Record extracts

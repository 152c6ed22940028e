mod card;
mod config;

use anyhow::{Context, Result, bail};
use clap::{Parser, Subcommand};
use std::path::PathBuf;
use std::sync::Arc;
use tokio::io::{AsyncBufReadExt, AsyncWriteExt, BufReader};
use tokio::net::TcpListener;
use tracing::{info, warn};
use tracing_subscriber::EnvFilter;

use tablehop_a2a::{A2aServer, HostAgent, TaskManager, host_tool_agent};
use tablehop_chain::{EthSigner, EvmAddress, TaskContract, TaskLedger};
use tablehop_core::food::FoodAgentBuilder;
use tablehop_core::{AgentContent, AgentRuntime, LlmProvider, OpenAiCompatProvider};

use config::Config;

#[derive(Parser)]
#[command(name = "tablehop", version, about = "A2A food-ordering agents with on-chain task anchoring")]
struct Cli {
    /// Config file (defaults to ./tablehop.toml, then the user config dir)
    #[arg(long, global = true)]
    config: Option<PathBuf>,

    /// Enable debug logging
    #[arg(short, long, global = true)]
    verbose: bool,

    #[command(subcommand)]
    command: Command,
}

#[derive(Subcommand)]
enum Command {
    /// Run the food-ordering agent as an A2A server
    Serve {
        #[arg(long)]
        host: Option<String>,
        #[arg(long)]
        port: Option<u16>,
        /// Accept tasks without a signed auth block
        #[arg(long)]
        no_verify_signatures: bool,
        /// Ignore `blockchain` metadata on incoming tasks
        #[arg(long)]
        no_verify_chain: bool,
        /// Reject tasks when the chain cannot be consulted
        #[arg(long)]
        strict_chain: bool,
    },
    /// Send one message to a remote agent
    Send {
        /// Base URL of the remote agent
        #[arg(long)]
        agent: String,
        /// The agent's payee address, for --confirm
        #[arg(long)]
        address: Option<EvmAddress>,
        /// Anchor the task on chain with a bounty before sending
        #[arg(long)]
        confirm: bool,
        #[arg(required = true)]
        message: Vec<String>,
    },
    /// Talk to the LLM host agent, which delegates to remote agents
    Chat {
        /// Extra remote agent URLs, on top of the configured ones
        #[arg(long = "agent")]
        agents: Vec<String>,
    },
    /// Generate a fresh Ethereum key
    Keygen,
    /// Print the food agent's card
    Card {
        #[arg(long)]
        url: Option<String>,
    },
}

#[tokio::main]
async fn main() -> Result<()> {
    let cli = Cli::parse();

    let default_level = if cli.verbose { "debug" } else { "info" };
    tracing_subscriber::fmt()
        .with_env_filter(
            EnvFilter::try_from_default_env().unwrap_or_else(|_| EnvFilter::new(default_level)),
        )
        .with_writer(std::io::stderr)
        .init();

    let config = Config::load(cli.config.as_deref())?;

    match cli.command {
        Command::Serve {
            host,
            port,
            no_verify_signatures,
            no_verify_chain,
            strict_chain,
        } => {
            let mut config = config;
            if let Some(host) = host {
                config.agent.host = host;
            }
            if let Some(port) = port {
                config.agent.port = port;
            }
            if no_verify_signatures {
                config.agent.verify_signatures = false;
            }
            if no_verify_chain {
                config.agent.verify_chain = false;
            }
            if strict_chain {
                config.agent.strict_chain_checks = true;
            }
            cmd_serve(config).await
        }
        Command::Send {
            agent,
            address,
            confirm,
            message,
        } => cmd_send(&config, &agent, address, confirm, &message.join(" ")).await,
        Command::Chat { agents } => cmd_chat(&config, agents).await,
        Command::Keygen => {
            let signer = EthSigner::random();
            println!("Address:     {}", signer.address().to_checksum());
            println!("Private key: {}", signer.private_key_hex());
            println!();
            println!("export ETH_PRIVATE_KEY={}", signer.private_key_hex());
            Ok(())
        }
        Command::Card { url } => {
            let card = card::food_agent_card(url.unwrap_or_else(|| config.agent_url()));
            println!("{}", serde_json::to_string_pretty(&card)?);
            Ok(())
        }
    }
}

fn llm_provider(config: &Config) -> Result<Arc<dyn LlmProvider>> {
    if config.llm.api_key.is_none() {
        bail!("GOOGLE_API_KEY environment variable not set");
    }
    Ok(Arc::new(OpenAiCompatProvider::new(config.llm.clone())?))
}

fn task_ledger(config: &Config, signer: Option<EthSigner>) -> Result<Option<Arc<dyn TaskLedger>>> {
    match &config.chain {
        Some(chain) => {
            let contract = TaskContract::new(chain, signer).context("Failed to set up task contract")?;
            info!("Task contract at {}", contract.address().to_checksum());
            let ledger: Arc<dyn TaskLedger> = Arc::new(contract);
            Ok(Some(ledger))
        }
        None => Ok(None),
    }
}

async fn cmd_serve(config: Config) -> Result<()> {
    let provider = llm_provider(&config)?;
    let agent_address = config.agent_address()?;
    let ledger = task_ledger(&config, config.agent_signer()?)?;
    if ledger.is_some() && agent_address.is_none() {
        warn!("No agent address configured; on-chain tasks will not be matched to this agent");
    }

    let mut builder = FoodAgentBuilder::new(provider).ledger(ledger.clone());
    if let Some(max) = config.agent.max_iterations {
        builder = builder.max_iterations(max);
    }
    let agent = builder.build();

    let mut manager = TaskManager::new(Arc::new(agent))
        .with_signature_verification(config.agent.verify_signatures);
    match config.chain_verifier(ledger)? {
        Some(verifier) => manager = manager.with_chain_verifier(verifier),
        None => warn!("Chain verification disabled; blockchain metadata is ignored"),
    }
    let server = A2aServer::new(card::food_agent_card(config.agent_url()), manager);

    let listener = TcpListener::bind((config.agent.host.as_str(), config.agent.port))
        .await
        .with_context(|| format!("Failed to bind {}:{}", config.agent.host, config.agent.port))?;
    info!(
        "Food agent listening on {} (signatures: {}, chain: {}, strict chain: {})",
        listener.local_addr()?,
        config.agent.verify_signatures,
        config.agent.verify_chain,
        config.agent.strict_chain_checks
    );

    tokio::select! {
        result = server.serve_listener(listener) => result,
        _ = tokio::signal::ctrl_c() => {
            info!("Shutting down");
            Ok(())
        }
    }
}

fn host_agent(config: &Config) -> Result<HostAgent> {
    let signer = config.host_signer()?;
    let ledger = task_ledger(config, signer.clone())?;
    let mut host = HostAgent::new();
    match signer {
        Some(signer) => host = host.with_signer(signer),
        None => warn!("No host private key; outgoing tasks will be unsigned"),
    }
    if let Some(ledger) = ledger {
        host = host.with_ledger(ledger, u128::from(config.host.bounty_wei));
    }
    Ok(host)
}

async fn cmd_send(
    config: &Config,
    url: &str,
    address: Option<EvmAddress>,
    confirm: bool,
    message: &str,
) -> Result<()> {
    let host = host_agent(config)?;
    let card = host.connect(url, address).await?;
    // the CLI uses one conversation per invocation
    let conversation_id = uuid::Uuid::new_v4().to_string();

    let response = if confirm {
        host.confirm_task(&conversation_id, &card.name, message).await?
    } else {
        host.send_task(&conversation_id, &card.name, message).await?
    };

    println!("{}", response.render());
    eprintln!();
    eprintln!("[{}] task {} is {}", response.agent, response.task_id, response.state);
    if let Some(tx) = &response.confirm_task_tx {
        eprintln!("confirmTask tx: {}", tx);
    }
    Ok(())
}

async fn cmd_chat(config: &Config, extra_agents: Vec<String>) -> Result<()> {
    let provider = llm_provider(config)?;
    let host = host_agent(config)?;

    for entry in &config.host.remote_agents {
        match host.connect(&entry.url, entry.eth_address()?).await {
            Ok(card) => info!("Connected to {} at {}", card.name, entry.url),
            Err(e) => warn!("Skipping {}: {:#}", entry.url, e),
        }
    }
    for url in &extra_agents {
        match host.connect(url, None).await {
            Ok(card) => info!("Connected to {} at {}", card.name, url),
            Err(e) => warn!("Skipping {}: {:#}", url, e),
        }
    }
    if host.list_remote_agents().is_empty() {
        bail!("No remote agents reachable; add [[host.remote_agents]] or pass --agent");
    }

    let agent = host_tool_agent(Arc::new(host), provider);
    let conversation_id = uuid::Uuid::new_v4().to_string();
    let mut lines = BufReader::new(tokio::io::stdin()).lines();
    let mut stdout = tokio::io::stdout();

    loop {
        stdout.write_all(b"> ").await?;
        stdout.flush().await?;
        let Some(line) = lines.next_line().await? else {
            break;
        };
        let line = line.trim();
        if line.is_empty() {
            continue;
        }
        if matches!(line, "exit" | "quit") {
            break;
        }

        match agent.invoke(line, &conversation_id).await {
            Ok(AgentContent::Text(text)) => println!("{}", text),
            Ok(AgentContent::Data(data)) => println!("{}", serde_json::to_string_pretty(&data)?),
            Err(e) => eprintln!("Error: {:#}", e),
        }
    }
    Ok(())
}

Exercise directions
Write the opening line of the data above and every line after it, exactly, stopping once you have written the line with "use tokio::net::TcpListener;".

Output below
repository 152c6ed22940028e
mod card;
mod config;

use anyhow::{Context, Result, bail};
use clap::{Parser, Subcommand};
use std::path::PathBuf;
use std::sync::Arc;
use tokio::io::{AsyncBufReadExt, AsyncWriteExt, BufReader};
use tokio::net::TcpListener;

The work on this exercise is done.